- Born: May 26, 1949 (age 77) Richland Center, Wisconsin
- Occupation: Soprano
- Years active: 1976 - 2003

= Deborah Polaski =

American opera and concert singer (born 1949)

Deborah Polaski (born May 26, 1949, in Richland Center, Wisconsin) is an American opera and concert singer (soprano). She has specialized in dramatic soprano roles and also sings mezzo-soprano roles occasionally.

==Biography==
After being educated in the US, Polaski moved to Europe. Her debut was in 1976 as Senta in Wagner's Der fliegende Holländer at the Musiktheater im Revier in Gelsenkirchen. She subsequently sang on a number of opera stages in Germany (for example, Mannheim, Ulm, Karlsruhe, Darmstadt, Hannover and Freiburg). Her repertoire comprises primarily dramatic soprano roles, such as the Wagnerian roles of Isolde in Tristan und Isolde, Brünnhilde (Der Ring des Nibelungen), Kundry (Parsifal) and Ortrud (Lohengrin), and Richard Strauss' Ariadne auf Naxos and Elektra, Berlioz' Didon and Cassandre (Les Troyens), Alban Berg's Marie (Wozzeck) and Janáček's Kostelnička (Jenůfa).
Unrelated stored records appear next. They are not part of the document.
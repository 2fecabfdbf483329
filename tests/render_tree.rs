use postwatch::render::{Trend, build_card, build_cards, trend, updated_line};
use postwatch::state::{Comparison, DeltaValue, Entry, GenderDetail, Snapshot};

fn entry(name: &str, count: u64) -> Entry {
    Entry {
        display_name: name.to_string(),
        count,
        url: None,
        image_url: None,
        gender: None,
        comparison: None,
    }
}

fn delta(diff: f64, diff_text: &str, rate_text: &str) -> DeltaValue {
    DeltaValue {
        diff,
        diff_text: diff_text.to_string(),
        rate_text: rate_text.to_string(),
    }
}

#[test]
fn builds_one_card_per_entry_in_snapshot_order() {
    let snapshot = Snapshot {
        last_updated: "2025-07-01 09:00:00".to_string(),
        entries: vec![entry("A", 5), entry("B", 0), entry("C", 12)],
    };

    let cards = build_cards(&snapshot);
    assert_eq!(cards.len(), 3);
    let titles: Vec<&str> = cards.iter().map(|c| c.title.as_str()).collect();
    assert_eq!(titles, ["A", "B", "C"]);
    assert_eq!(updated_line(&snapshot), "Updated: 2025-07-01 09:00:00");
}

#[test]
fn plain_entry_renders_name_and_count_only() {
    let card = build_card(&entry("A", 5));
    assert_eq!(card.title, "A");
    assert_eq!(card.count_text, "5 posts");
    assert!(card.gender_line.is_none());
    assert!(card.ratio_line.is_none());
    assert!(card.comparison_rows.is_empty());
}

#[test]
fn gender_entry_renders_subcounts_and_verbatim_ratio() {
    let mut e = entry("Cedar Room", 6);
    e.gender = Some(GenderDetail {
        male: 3,
        female: 2,
        unknown: 1,
        ratio: "3:2:1".to_string(),
    });

    let card = build_card(&e);
    assert_eq!(card.gender_line.as_deref(), Some("M 3 / F 2 / ? 1"));
    assert_eq!(card.ratio_line.as_deref(), Some("ratio 3:2:1"));
}

#[test]
fn trend_classification_follows_diff_sign() {
    assert_eq!(trend(7.0), Trend::Up);
    assert_eq!(trend(-4.0), Trend::Down);
    assert_eq!(trend(0.0), Trend::Flat);
}

#[test]
fn comparison_rows_carry_trend_and_formatted_value() {
    let mut e = entry("A", 5);
    e.comparison = Some(Comparison {
        vs_yesterday: delta(-4.0, "-4", "-10%"),
        vs_last_week: delta(0.0, "+0", "0%"),
    });

    let card = build_card(&e);
    assert_eq!(card.comparison_rows.len(), 2);

    let day = &card.comparison_rows[0];
    assert_eq!(day.label, "vs yesterday");
    assert_eq!(day.value, "-4 (-10%)");
    assert_eq!(day.trend, Trend::Down);

    let week = &card.comparison_rows[1];
    assert_eq!(week.label, "vs last week");
    assert_eq!(week.trend, Trend::Flat);
}
use std::io;
use std::sync::mpsc;
use std::time::{Duration, Instant, SystemTime};

use crossterm::event::{
    self, DisableMouseCapture, EnableMouseCapture, Event, KeyCode, KeyEvent, KeyEventKind,
};
use crossterm::execute;
use crossterm::terminal::{
    EnterAlternateScreen, LeaveAlternateScreen, disable_raw_mode, enable_raw_mode,
};
use ratatui::layout::{Constraint, Direction, Layout as TuiLayout};
use ratatui::prelude::*;
use ratatui::style::{Color, Modifier, Style};
use ratatui::text::{Line, Span};
use ratatui::widgets::{Block, Borders, Clear, Paragraph};

use postwatch::config::{Config, Layout};
use postwatch::render::{self, EntryCard, Trend};
use postwatch::state::{AppState, ProviderCommand, Update, apply_update};
use postwatch::{demo_feed, provider};

struct App {
    state: AppState,
    should_quit: bool,
    cmd_tx: mpsc::Sender<ProviderCommand>,
}

impl App {
    fn new(layout: Layout, cmd_tx: mpsc::Sender<ProviderCommand>) -> Self {
        Self {
            state: AppState::new(layout),
            should_quit: false,
            cmd_tx,
        }
    }

    fn on_key(&mut self, key: KeyEvent) {
        match key.code {
            KeyCode::Char('q') => self.should_quit = true,
            KeyCode::Char('r') | KeyCode::Char('R') => self.request_refresh(true),
            KeyCode::Char('p') | KeyCode::Char('P') => self.request_refresh(false),
            KeyCode::Char('v') | KeyCode::Char('V') => {
                self.state.layout = self.state.layout.toggled();
            }
            KeyCode::Char('j') | KeyCode::Down => self.state.scroll_down(),
            KeyCode::Char('k') | KeyCode::Up => self.state.scroll_up(),
            KeyCode::Char('?') => self.state.help_overlay = !self.state.help_overlay,
            KeyCode::Esc => self.state.help_overlay = false,
            _ => {}
        }
    }

    /// The single trigger for the refresh cycle. While a cycle is in flight
    /// the trigger is a no-op, mirroring a disabled control.
    fn request_refresh(&mut self, force: bool) {
        if self.state.busy {
            self.state.push_log("[INFO] Refresh ignored while busy");
            return;
        }
        if self.cmd_tx.send(ProviderCommand::Refresh { force }).is_err() {
            self.state.push_log("[WARN] Refresh request failed: provider gone");
        }
    }
}

fn main() -> io::Result<()> {
    let _ = dotenvy::from_filename(".env.local");
    let _ = dotenvy::from_filename(".env");

    let config = Config::from_env();

    enable_raw_mode()?;
    let mut stdout = io::stdout();
    execute!(stdout, EnterAlternateScreen, EnableMouseCapture)?;
    let backend = ratatui::backend::CrosstermBackend::new(stdout);
    let mut terminal = ratatui::Terminal::new(backend)?;

    let (tx, rx) = mpsc::channel();
    let (cmd_tx, cmd_rx) = mpsc::channel();
    if config.demo {
        demo_feed::spawn_demo_provider(tx, cmd_rx);
    } else {
        provider::spawn_provider(config.base_url.clone(), tx, cmd_rx);
    }

    let mut app = App::new(config.layout, cmd_tx);
    // Initial load goes through the cached read, like a first page view.
    app.request_refresh(false);

    let res = run_app(&mut terminal, &mut app, rx);

    disable_raw_mode()?;
    execute!(
        terminal.backend_mut(),
        LeaveAlternateScreen,
        DisableMouseCapture
    )?;
    terminal.show_cursor()?;

    if let Err(err) = res {
        eprintln!("error: {err}");
    }
    Ok(())
}

fn run_app<B: Backend>(
    terminal: &mut Terminal<B>,
    app: &mut App,
    rx: mpsc::Receiver<Update>,
) -> io::Result<()> {
    let tick_rate = Duration::from_millis(250);
    let mut last_tick = Instant::now();

    loop {
        while let Ok(update) = rx.try_recv() {
            apply_update(&mut app.state, update);
        }

        terminal.draw(|f| ui(f, app))?;

        let timeout = tick_rate
            .checked_sub(last_tick.elapsed())
            .unwrap_or(Duration::ZERO);
        if event::poll(timeout)? {
            if let Event::Key(key) = event::read()? {
                if key.kind == KeyEventKind::Press {
                    app.on_key(key);
                }
            }
        }

        if last_tick.elapsed() >= tick_rate {
            last_tick = Instant::now();
        }

        if app.should_quit {
            return Ok(());
        }
    }
}

fn ui(frame: &mut Frame, app: &App) {
    let chunks = TuiLayout::default()
        .direction(Direction::Vertical)
        .constraints([
            Constraint::Length(3),
            Constraint::Min(1),
            Constraint::Length(4),
            Constraint::Length(1),
        ])
        .split(frame.size());

    let header = Paragraph::new(header_text(&app.state))
        .block(Block::default().borders(Borders::BOTTOM));
    frame.render_widget(header, chunks[0]);

    render_entries(frame, chunks[1], &app.state);

    let console = Paragraph::new(console_text(&app.state))
        .block(Block::default().title("Console").borders(Borders::TOP));
    frame.render_widget(console, chunks[2]);

    let footer = Paragraph::new(footer_text(&app.state));
    frame.render_widget(footer, chunks[3]);

    if app.state.help_overlay {
        render_help_overlay(frame, frame.size());
    }
}

fn header_text(state: &AppState) -> String {
    let title = format!("POSTWATCH | {}", state.layout.label());
    let status = if state.busy {
        "Loading...".to_string()
    } else if let Some(snapshot) = &state.snapshot {
        render::updated_line(snapshot)
    } else {
        String::new()
    };
    let age = fetched_age(state)
        .map(|secs| format!("fetched {secs}s ago"))
        .unwrap_or_default();
    format!("{title}\n{status}  {age}")
}

fn fetched_age(state: &AppState) -> Option<u64> {
    let at = state.fetched_at?;
    SystemTime::now()
        .duration_since(at)
        .ok()
        .map(|d| d.as_secs())
}

fn footer_text(state: &AppState) -> String {
    let trigger = if state.busy { "r Refreshing..." } else { "r Refresh" };
    format!("{trigger} | p Reload | j/k/↑/↓ Scroll | v Layout | ? Help | q Quit")
}

fn console_text(state: &AppState) -> String {
    if state.logs.is_empty() {
        return "No activity yet".to_string();
    }
    state
        .logs
        .iter()
        .rev()
        .take(3)
        .cloned()
        .collect::<Vec<_>>()
        .into_iter()
        .rev()
        .collect::<Vec<_>>()
        .join("\n")
}

fn render_entries(frame: &mut Frame, area: Rect, state: &AppState) {
    if state.busy {
        let loading = Paragraph::new("Fetching post counts...")
            .style(Style::default().fg(Color::DarkGray));
        frame.render_widget(loading, area);
        return;
    }

    if let Some(message) = &state.error {
        let error = Paragraph::new(format!("Error: {message}"))
            .style(Style::default().fg(Color::Red));
        frame.render_widget(error, area);
        return;
    }

    let Some(snapshot) = &state.snapshot else {
        let empty = Paragraph::new("No data yet").style(Style::default().fg(Color::DarkGray));
        frame.render_widget(empty, area);
        return;
    };

    let cards = render::build_cards(snapshot);
    if cards.is_empty() {
        let empty = Paragraph::new("No sites in this snapshot")
            .style(Style::default().fg(Color::DarkGray));
        frame.render_widget(empty, area);
        return;
    }

    match state.layout {
        Layout::Cards => render_card_stack(frame, area, &cards, state.scroll),
        Layout::List => render_list_rows(frame, area, &cards, state.scroll),
    }
}

fn render_card_stack(frame: &mut Frame, area: Rect, cards: &[EntryCard], scroll: usize) {
    let start = scroll.min(cards.len().saturating_sub(1));
    let mut y = area.y;

    for card in &cards[start..] {
        let lines = card_lines(card);
        let height = lines.len() as u16 + 2;
        if y + height > area.y + area.height {
            break;
        }
        let card_area = Rect {
            x: area.x,
            y,
            width: area.width,
            height,
        };
        let block = Block::default()
            .title(card.title.clone())
            .borders(Borders::ALL);
        let body = Paragraph::new(lines).block(block);
        frame.render_widget(body, card_area);
        y += height;
    }
}

fn card_lines(card: &EntryCard) -> Vec<Line<'_>> {
    let mut lines = Vec::new();
    lines.push(Line::from(Span::styled(
        card.count_text.clone(),
        Style::default().add_modifier(Modifier::BOLD),
    )));
    if let Some(link) = &card.link {
        lines.push(Line::from(Span::styled(
            link.clone(),
            Style::default().fg(Color::DarkGray),
        )));
    }
    if let Some(gender) = &card.gender_line {
        lines.push(Line::from(gender.clone()));
    }
    if let Some(ratio) = &card.ratio_line {
        lines.push(Line::from(ratio.clone()));
    }
    for row in &card.comparison_rows {
        lines.push(Line::from(vec![
            Span::styled(
                format!("{}: ", row.label),
                Style::default().fg(Color::DarkGray),
            ),
            Span::styled(row.value.clone(), trend_style(row.trend)),
        ]));
    }
    lines
}

fn render_list_rows(frame: &mut Frame, area: Rect, cards: &[EntryCard], scroll: usize) {
    let visible = area.height as usize;
    let start = scroll.min(cards.len().saturating_sub(1));
    let end = (start + visible).min(cards.len());

    for (i, card) in cards[start..end].iter().enumerate() {
        let row_area = Rect {
            x: area.x,
            y: area.y + i as u16,
            width: area.width,
            height: 1,
        };
        frame.render_widget(Paragraph::new(list_line(card)), row_area);
    }
}

fn list_line(card: &EntryCard) -> Line<'_> {
    let mut spans = vec![
        Span::styled(
            format!("{:<20}", card.title),
            Style::default().add_modifier(Modifier::BOLD),
        ),
        Span::raw(format!("{:<12}", card.count_text)),
    ];
    if let Some(gender) = &card.gender_line {
        spans.push(Span::raw(format!("{gender}  ")));
    }
    if let Some(ratio) = &card.ratio_line {
        spans.push(Span::styled(
            format!("{ratio}  "),
            Style::default().fg(Color::DarkGray),
        ));
    }
    for row in &card.comparison_rows {
        spans.push(Span::styled(
            format!("{}: ", row.label),
            Style::default().fg(Color::DarkGray),
        ));
        spans.push(Span::styled(
            format!("{}  ", row.value),
            trend_style(row.trend),
        ));
    }
    Line::from(spans)
}

fn trend_style(trend: Trend) -> Style {
    match trend {
        Trend::Up => Style::default().fg(Color::Green),
        Trend::Down => Style::default().fg(Color::Red),
        Trend::Flat => Style::default().fg(Color::DarkGray),
    }
}

fn render_help_overlay(frame: &mut Frame, area: Rect) {
    let popup_area = centered_rect(60, 60, area);
    frame.render_widget(Clear, popup_area);

    let text = [
        "postwatch - Help",
        "",
        "  r            Force refresh (upstream recount)",
        "  p            Reload cached counts",
        "  j/k or ↑/↓   Scroll entries",
        "  v            Toggle cards/list layout",
        "  ?            Toggle help",
        "  Esc          Close help",
        "  q            Quit",
        "",
        "Comparison colors: green up, red down, gray flat.",
    ]
    .join("\n");

    let help = Paragraph::new(text)
        .block(Block::default().title("Help").borders(Borders::ALL))
        .style(Style::default());
    frame.render_widget(help, popup_area);
}

fn centered_rect(percent_x: u16, percent_y: u16, area: Rect) -> Rect {
    let vertical = TuiLayout::default()
        .direction(Direction::Vertical)
        .constraints([
            Constraint::Percentage((100 - percent_y) / 2),
            Constraint::Percentage(percent_y),
            Constraint::Percentage((100 - percent_y) / 2),
        ])
        .split(area);

    let horizontal = TuiLayout::default()
        .direction(Direction::Horizontal)
        .constraints([
            Constraint::Percentage((100 - percent_x) / 2),
            Constraint::Percentage(percent_x),
            Constraint::Percentage((100 - percent_x) / 2),
        ])
        .split(vertical[1]);

    horizontal[1]
}
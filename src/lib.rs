pub mod config;
pub mod demo_feed;
pub mod errors;
pub mod http_client;
pub mod provider;
pub mod render;
pub mod snapshot_fetch;
pub mod state;
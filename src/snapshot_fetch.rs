use anyhow::{Context, Result};
use reqwest::blocking::Client;
use serde::Deserialize;
use serde_json::Value;

use crate::errors::RefreshError;
use crate::state::{Comparison, ComparisonMap, DeltaValue, Entry, GenderDetail, Snapshot};

const POSTS_PATH: &str = "/api/posts";
const REFRESH_PATH: &str = "/api/refresh";
const COMPARISON_PATH: &str = "/api/comparison";

/// Fetch the primary snapshot. `force` selects the upstream-recompute
/// endpoint instead of the cached read.
pub fn fetch_snapshot(client: &Client, base_url: &str, force: bool) -> Result<Snapshot, RefreshError> {
    let path = if force { REFRESH_PATH } else { POSTS_PATH };
    let response = client
        .get(format!("{base_url}{path}"))
        .send()?
        .error_for_status()?;
    let body = response.text()?;
    parse_snapshot_json(&body, force)
}

/// Fetch the comparison map. Best-effort: callers swallow failures.
pub fn fetch_comparison(client: &Client, base_url: &str) -> Result<ComparisonMap> {
    let response = client
        .get(format!("{base_url}{COMPARISON_PATH}"))
        .send()
        .context("comparison request failed")?
        .error_for_status()
        .context("comparison request rejected")?;
    let body = response.text().context("comparison body unreadable")?;
    parse_comparison_json(&body)
}

#[derive(Debug, Deserialize)]
struct SnapshotWire {
    #[serde(default)]
    last_updated: Option<String>,
    #[serde(default)]
    post_data: Option<Vec<EntryWire>>,
}

#[derive(Debug, Deserialize)]
struct EntryWire {
    display_name: String,
    count: u64,
    #[serde(default)]
    url: Option<String>,
    #[serde(default)]
    image_url: Option<String>,
    #[serde(default, rename = "type")]
    kind: Option<String>,
    #[serde(default)]
    gender_detail: Option<GenderDetailWire>,
    #[serde(default)]
    comparison: Option<ComparisonWire>,
}

#[derive(Debug, Deserialize)]
struct GenderDetailWire {
    #[serde(default)]
    male: u64,
    #[serde(default)]
    female: u64,
    #[serde(default)]
    unknown: u64,
    #[serde(default)]
    ratio: String,
}

#[derive(Debug, Deserialize)]
struct ComparisonWire {
    yesterday_comparison: DeltaWire,
    last_week_comparison: DeltaWire,
}

#[derive(Debug, Deserialize)]
struct DeltaWire {
    diff: f64,
    #[serde(default)]
    diff_text: String,
    #[serde(default)]
    rate_text: String,
}

/// Parse a primary-endpoint body into a snapshot.
///
/// The forced-refresh endpoint sometimes wraps its snapshot in an outer
/// envelope under a `data` field and sometimes returns it bare; the upstream
/// contract is inconsistent, so detection is by key presence only, and only
/// for forced refreshes.
pub fn parse_snapshot_json(raw: &str, forced: bool) -> Result<Snapshot, RefreshError> {
    let mut root: Value = serde_json::from_str(raw.trim())?;
    if forced {
        if let Some(inner) = root.get_mut("data") {
            root = inner.take();
        }
    }
    if root.is_null() {
        return Err(RefreshError::Shape);
    }

    let wire: SnapshotWire = serde_json::from_value(root)?;
    let entries = wire.post_data.ok_or(RefreshError::Shape)?;

    Ok(Snapshot {
        last_updated: wire.last_updated.unwrap_or_default(),
        entries: entries.into_iter().map(build_entry).collect(),
    })
}

/// Parse the comparison endpoint body. Lenient per entry: malformed values
/// are dropped rather than failing the whole map, since enrichment is a
/// non-critical pass.
pub fn parse_comparison_json(raw: &str) -> Result<ComparisonMap> {
    let trimmed = raw.trim();
    if trimmed.is_empty() || trimmed == "null" {
        return Ok(ComparisonMap::new());
    }

    let root: serde_json::Map<String, Value> =
        serde_json::from_str(trimmed).context("invalid comparison json")?;

    let mut map = ComparisonMap::new();
    for (name, value) in root {
        let Ok(wire) = serde_json::from_value::<ComparisonWire>(value) else {
            continue;
        };
        map.insert(name.trim().to_string(), build_comparison(wire));
    }
    Ok(map)
}

fn build_entry(wire: EntryWire) -> Entry {
    // gender_detail is honored only when the entry is gender-typed.
    let gender = match wire.kind.as_deref() {
        Some("gender") => wire.gender_detail.map(|detail| GenderDetail {
            male: detail.male,
            female: detail.female,
            unknown: detail.unknown,
            ratio: detail.ratio,
        }),
        _ => None,
    };

    Entry {
        display_name: wire.display_name,
        count: wire.count,
        url: wire.url.filter(|u| !u.trim().is_empty()),
        image_url: wire.image_url.filter(|u| !u.trim().is_empty()),
        gender,
        comparison: wire.comparison.map(build_comparison),
    }
}

fn build_comparison(wire: ComparisonWire) -> Comparison {
    Comparison {
        vs_yesterday: build_delta(wire.yesterday_comparison),
        vs_last_week: build_delta(wire.last_week_comparison),
    }
}

fn build_delta(wire: DeltaWire) -> DeltaValue {
    DeltaValue {
        diff: wire.diff,
        diff_text: wire.diff_text,
        rate_text: wire.rate_text,
    }
}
Polaski achieved recognition in 1988 at the Bayreuth Festival in the role of Brünnhilde, conducted by Daniel Barenboim. In November 1988, after a single performance of Der fliegende Holländer with the San Francisco Opera, Polaski, a born-again Christian, canceled all her future engagements and announced she would sing only spiritual music. In 1991 she reprised her performance, and under James Levine she sang the role for five consecutive years from 1994.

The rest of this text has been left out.